Subsequently, when we entered the Embassy, we viewed a short film about China. After this, we welcomed Her Excellency Ms MA Keqing and heard her speech about cooperation between the People’s Republic of China and the Czech Republic. A discussion started concerning questions focused on education. There are two hundred seats available for international students who are planning to study in China – every year, the capacity is filled one hundred percent. Moreover, about three hundred students from China come to the Czech Republic every year to study subjects such as economics, medicine and finance. In addition, there are two universities which teach the Czech language in China.

Later on, we started to talk about why the Czech Republic enjoys a unique diplomatic relationship with China. China sees a big future in the Czech Republic and has, with Prague, significant potential to influence the whole of the EU, and in particular, Central and Eastern Europe. The recent visit of President Xi Jinping to the Czech republic, established a new level for greater cooperation in foreign and economic affairs between our countries. Moreover, the Czech fairy tale Krteček is one of the most famous fairy tales in China, and this further reinforces the influx of tourists to the Czech Republic.

They were about two hundred thousand Chinese tourists in the Czech Republic during the year 2014, and with the projected opening of three direct airport lines in the future, this number is set to increase. In China, the most popular foreign language to learn is English; they seek to have English as a common second language. English teaching in China begins from the second class in elementary school.

China’s main goal in its current foreign policy is to enforce their economy through cooperation and seek to establish a more secure world and make it a better place – but this is is not as simple as it may seem, because every state acts in its own self-interest. Along with this broad goal, we discussed the Syria problem. China wishes to exert influence through mild cooperation, because they are not in favour of intervention in foreign countries (we may look to what has transpired in Iraq and Libya to understand why). Possibly, it could be relatively straightforward to provide sufficiently quick steps to the achievement of victory, but it is impossible to predict what impact this would have on the citizens of the state or for future generations, and it is in this regard that steps of intervention are so dangerous.

China does not have the issue of immigration to face in the way that Europe currently does, mainly because immigrants are looking to Europe rather than China is their destination. China sees the problems of the immigration issue mainly with respect to Syria. The priority must be to solve the problem in Syria, and then the issue of immigrants may be resolved.

Myanmar is the highest partner for economic cooperation with China. Additionally, China seeks to create a greater “way” for economic welfare across all of the Asian countries. Furthermore, China is willing to replace the current dollar currency with their own CNY.

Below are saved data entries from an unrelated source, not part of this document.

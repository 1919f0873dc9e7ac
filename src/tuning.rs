//! Data-driven game balance
//!
//! Every number here is a default, not a contract. Tuning files are JSON and
//! may override any subset of fields.

use std::path::Path;

use serde::{Deserialize, Serialize};

use crate::error::ConfigError;
use crate::sim::boss::build_staircase;

/// Playfield dimensions in pixels
#[derive(Debug, Clone, Serialize, Deserialize)]
#[serde(default)]
pub struct PlayfieldTuning {
    pub width: f32,
    pub height: f32,
}

impl Default for PlayfieldTuning {
    fn default() -> Self {
        Self {
            width: 360.0,
            height: 640.0,
        }
    }
}

/// Base interval and ramp floor of one spawn generator (seconds)
#[derive(Debug, Clone, Copy, Serialize, Deserialize)]
pub struct GeneratorTuning {
    pub interval: f32,
    pub floor: f32,
}

impl GeneratorTuning {
    pub const fn new(interval: f32, floor: f32) -> Self {
        Self { interval, floor }
    }
}

/// Spawn Director timings
#[derive(Debug, Clone, Serialize, Deserialize)]
#[serde(default)]
pub struct SpawnTuning {
    pub ordered: GeneratorTuning,
    pub path_wave: GeneratorTuning,
    pub tank: GeneratorTuning,
    pub slider: GeneratorTuning,
    pub teleporter: GeneratorTuning,
    /// Seconds between difficulty level increments
    pub difficulty_interval: f32,
    /// Generator delays start shrinking once the level exceeds this
    pub ramp_after_level: u32,
    /// Seconds removed from each active generator per ramp step
    pub ramp_step: f32,
    /// Foes in an ordered formation line
    pub ordered_count: u32,
    pub ordered_spacing: f32,
    pub ordered_jitter: f32,
    pub ordered_speed: f32,
    pub slider_speed: f32,
    pub tank_speed: f32,
    pub teleporter_drift: f32,
    pub teleport_interval: f32,
    pub teleport_max_hops: u32,
    /// Stage that spawns the boss instead of running generators
    pub boss_stage: u32,
    pub boss_release_delay: f32,
    pub boss_cue_interval: f32,
    /// Completed waves that finish a stage
    pub waves_per_stage: u32,
}

impl Default for SpawnTuning {
    fn default() -> Self {
        Self {
            ordered: GeneratorTuning::new(7.0, 3.0),
            path_wave: GeneratorTuning::new(15.0, 8.0),
            tank: GeneratorTuning::new(3.0, 1.5),
            slider: GeneratorTuning::new(5.0, 2.5),
            teleporter: GeneratorTuning::new(6.0, 4.0),
            difficulty_interval: 20.0,
            ramp_after_level: 5,
            ramp_step: 0.5,
            ordered_count: 5,
            ordered_spacing: 40.0,
            ordered_jitter: 10.0,
            ordered_speed: 400.0,
            slider_speed: 200.0,
            tank_speed: 620.0,
            teleporter_drift: 40.0,
            teleport_interval: 1.5,
            teleport_max_hops: 5,
            boss_stage: 4,
            boss_release_delay: 2.0,
            boss_cue_interval: 10.0,
            waves_per_stage: 10,
        }
    }
}

/// Path Formation Engine geometry and timing
#[derive(Debug, Clone, Serialize, Deserialize)]
#[serde(default)]
pub struct FormationTuning {
    pub cohort_size: u32,
    pub zigzag_segments: u32,
    /// Seconds for one member to traverse the whole path
    pub duration: f32,
    /// Start offset per member index (seconds)
    pub stagger: f32,
    /// Horizontal swing of the zig-zag
    pub zigzag_width: f32,
    /// Vertical span covered by the zig-zag
    pub zigzag_span: f32,
    pub entry_x_min: f32,
    pub entry_x_max: f32,
    pub entry_depth_min: f32,
    pub entry_depth_max: f32,
    /// How far below the playfield the exit segment ends
    pub exit_margin: f32,
}

impl Default for FormationTuning {
    fn default() -> Self {
        Self {
            cohort_size: 5,
            zigzag_segments: 8,
            duration: 12.0,
            stagger: 0.3,
            zigzag_width: 120.0,
            zigzag_span: 360.0,
            entry_x_min: 24.0,
            entry_x_max: 200.0,
            entry_depth_min: 10.0,
            entry_depth_max: 30.0,
            exit_margin: 50.0,
        }
    }
}

/// Player survivability and handling
#[derive(Debug, Clone, Serialize, Deserialize)]
#[serde(default)]
pub struct PlayerTuning {
    pub max_lives: u32,
    pub speed: f32,
    /// Player hovers this far above the pointer
    pub pointer_offset: f32,
    pub shot_speed: f32,
    pub respawn_delay: f32,
    pub blink_duration: f32,
    pub game_over_delay: f32,
}

impl Default for PlayerTuning {
    fn default() -> Self {
        Self {
            max_lives: 5,
            speed: 800.0,
            pointer_offset: 24.0,
            shot_speed: 600.0,
            respawn_delay: 1.0,
            blink_duration: 1.0,
            game_over_delay: 2.0,
        }
    }
}

/// Foe and boss firing
#[derive(Debug, Clone, Serialize, Deserialize)]
#[serde(default)]
pub struct BossTuning {
    /// Staircase spans [-extent, extent]
    pub pattern_extent: f32,
    pub pattern_step: f32,
    /// Per-tick chance the boss fires
    pub fire_chance: f64,
    /// Per-tick chance a regular foe fires an aimed shot
    pub foe_fire_chance: f64,
    pub shot_speed: f32,
    pub lives: u32,
    pub points: u64,
}

impl Default for BossTuning {
    fn default() -> Self {
        Self {
            pattern_extent: 200.0,
            pattern_step: 50.0,
            fire_chance: 1.0 / 6.0,
            foe_fire_chance: 0.01,
            shot_speed: 300.0,
            lives: 20,
            points: 10_000,
        }
    }
}

/// Power-up cycle and spawning
#[derive(Debug, Clone, Serialize, Deserialize)]
#[serde(default)]
pub struct PowerUpTuning {
    /// Ordered power identifiers handed out by successive pickups
    pub powers: Vec<String>,
    /// Power the player starts each life with
    pub starting_power: String,
    pub reward_ttl: f32,
    pub reward_speed: f32,
    pub drift_min_delay: f32,
    pub drift_max_delay: f32,
    pub drift_min_duration: f32,
    pub drift_max_duration: f32,
}

impl Default for PowerUpTuning {
    fn default() -> Self {
        Self {
            powers: ["fruit", "vanilla", "chocolate", "spreadShot", "rapidFire"]
                .iter()
                .map(|s| s.to_string())
                .collect(),
            starting_power: "water".to_string(),
            reward_ttl: 5.0,
            reward_speed: 200.0,
            drift_min_delay: 12.0,
            drift_max_delay: 20.0,
            drift_min_duration: 4.0,
            drift_max_duration: 6.0,
        }
    }
}

/// Score awards
#[derive(Debug, Clone, Serialize, Deserialize)]
#[serde(default)]
pub struct ScoreTuning {
    pub hit: u64,
    pub shot_clash: u64,
}

impl Default for ScoreTuning {
    fn default() -> Self {
        Self {
            hit: 50,
            shot_clash: 50,
        }
    }
}

/// Complete balance sheet
#[derive(Debug, Clone, Default, Serialize, Deserialize)]
#[serde(default)]
pub struct Tuning {
    pub playfield: PlayfieldTuning,
    pub spawn: SpawnTuning,
    pub formation: FormationTuning,
    pub player: PlayerTuning,
    pub boss: BossTuning,
    pub power_ups: PowerUpTuning,
    pub score: ScoreTuning,
}

fn positive(field: &'static str, value: f32) -> Result<(), ConfigError> {
    if value > 0.0 {
        Ok(())
    } else {
        Err(ConfigError::NonPositive { field, value })
    }
}

fn non_negative(field: &'static str, value: f32) -> Result<(), ConfigError> {
    if value >= 0.0 {
        Ok(())
    } else {
        Err(ConfigError::Negative { field, value })
    }
}

fn chance(field: &'static str, value: f64) -> Result<(), ConfigError> {
    if (0.0..=1.0).contains(&value) {
        Ok(())
    } else {
        Err(ConfigError::NotAChance { field, value })
    }
}

fn nonzero(field: &'static str, value: u32) -> Result<(), ConfigError> {
    if value == 0 {
        Err(ConfigError::ZeroCount(field))
    } else {
        Ok(())
    }
}

impl Tuning {
    /// Parse and validate a JSON tuning document
    pub fn from_json(json: &str) -> Result<Self, ConfigError> {
        let tuning: Tuning = serde_json::from_str(json)?;
        tuning.validate()?;
        Ok(tuning)
    }

    /// Load and validate a tuning file
    pub fn load(path: impl AsRef<Path>) -> Result<Self, ConfigError> {
        let json = std::fs::read_to_string(path)?;
        Self::from_json(&json)
    }

    /// Reject configurations the simulation cannot run with
    pub fn validate(&self) -> Result<(), ConfigError> {
        positive("playfield.width", self.playfield.width)?;
        positive("playfield.height", self.playfield.height)?;

        let s = &self.spawn;
        for (kind, g) in [
            ("ordered", s.ordered),
            ("path_wave", s.path_wave),
            ("tank", s.tank),
            ("slider", s.slider),
            ("teleporter", s.teleporter),
        ] {
            positive("spawn generator floor", g.floor)?;
            if g.floor > g.interval {
                return Err(ConfigError::FloorAboveDelay {
                    kind,
                    floor: g.floor,
                    delay: g.interval,
                });
            }
        }
        positive("spawn.difficulty_interval", s.difficulty_interval)?;
        positive("spawn.teleport_interval", s.teleport_interval)?;
        positive("spawn.boss_cue_interval", s.boss_cue_interval)?;
        non_negative("spawn.ramp_step", s.ramp_step)?;
        nonzero("spawn.ordered_count", s.ordered_count)?;
        non_negative("spawn.ordered_spacing", s.ordered_spacing)?;
        non_negative("spawn.ordered_jitter", s.ordered_jitter)?;
        nonzero("spawn.waves_per_stage", s.waves_per_stage)?;

        let f = &self.formation;
        nonzero("formation.cohort_size", f.cohort_size)?;
        nonzero("formation.zigzag_segments", f.zigzag_segments)?;
        positive("formation.duration", f.duration)?;
        non_negative("formation.stagger", f.stagger)?;

        let p = &self.player;
        nonzero("player.max_lives", p.max_lives)?;
        positive("player.respawn_delay", p.respawn_delay)?;
        positive("player.game_over_delay", p.game_over_delay)?;
        positive("player.blink_duration", p.blink_duration)?;

        let b = &self.boss;
        build_staircase(b.pattern_extent, b.pattern_step)?;
        nonzero("boss.lives", b.lives)?;
        chance("boss.fire_chance", b.fire_chance)?;
        chance("boss.foe_fire_chance", b.foe_fire_chance)?;

        let u = &self.power_ups;
        if u.powers.is_empty() {
            return Err(ConfigError::EmptyPowerList);
        }
        positive("power_ups.reward_ttl", u.reward_ttl)?;
        non_negative("power_ups.reward_speed", u.reward_speed)?;
        positive("power_ups.drift_min_delay", u.drift_min_delay)?;
        positive("power_ups.drift_min_duration", u.drift_min_duration)?;
        Ok(())
    }
}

Last but not least, it was noted that Putonghua, also known as Modern Standard Mandarin, still has significant local differences in many regions of the Chinese provinces. Owing to the significant varieties of dialect spread over the provinces, a lot of people in China are not able to understand each other. Thus. There is an attempt to establish a common Putonghua to avoid these current problems in the future. This may be appropriately understood as an effort to unify their language.

The final item of the whole programme was a communal dinner in the style of Chinese cuisine. It was absolutely delicious, and we were able to choose from a range of different meals and beverages. I am really proud of having been the coordinator of this event, as well as having met with HE Ms MA Keqing. On behalf of the Diplomatic Academy, we look forward to further future cooperation in the future.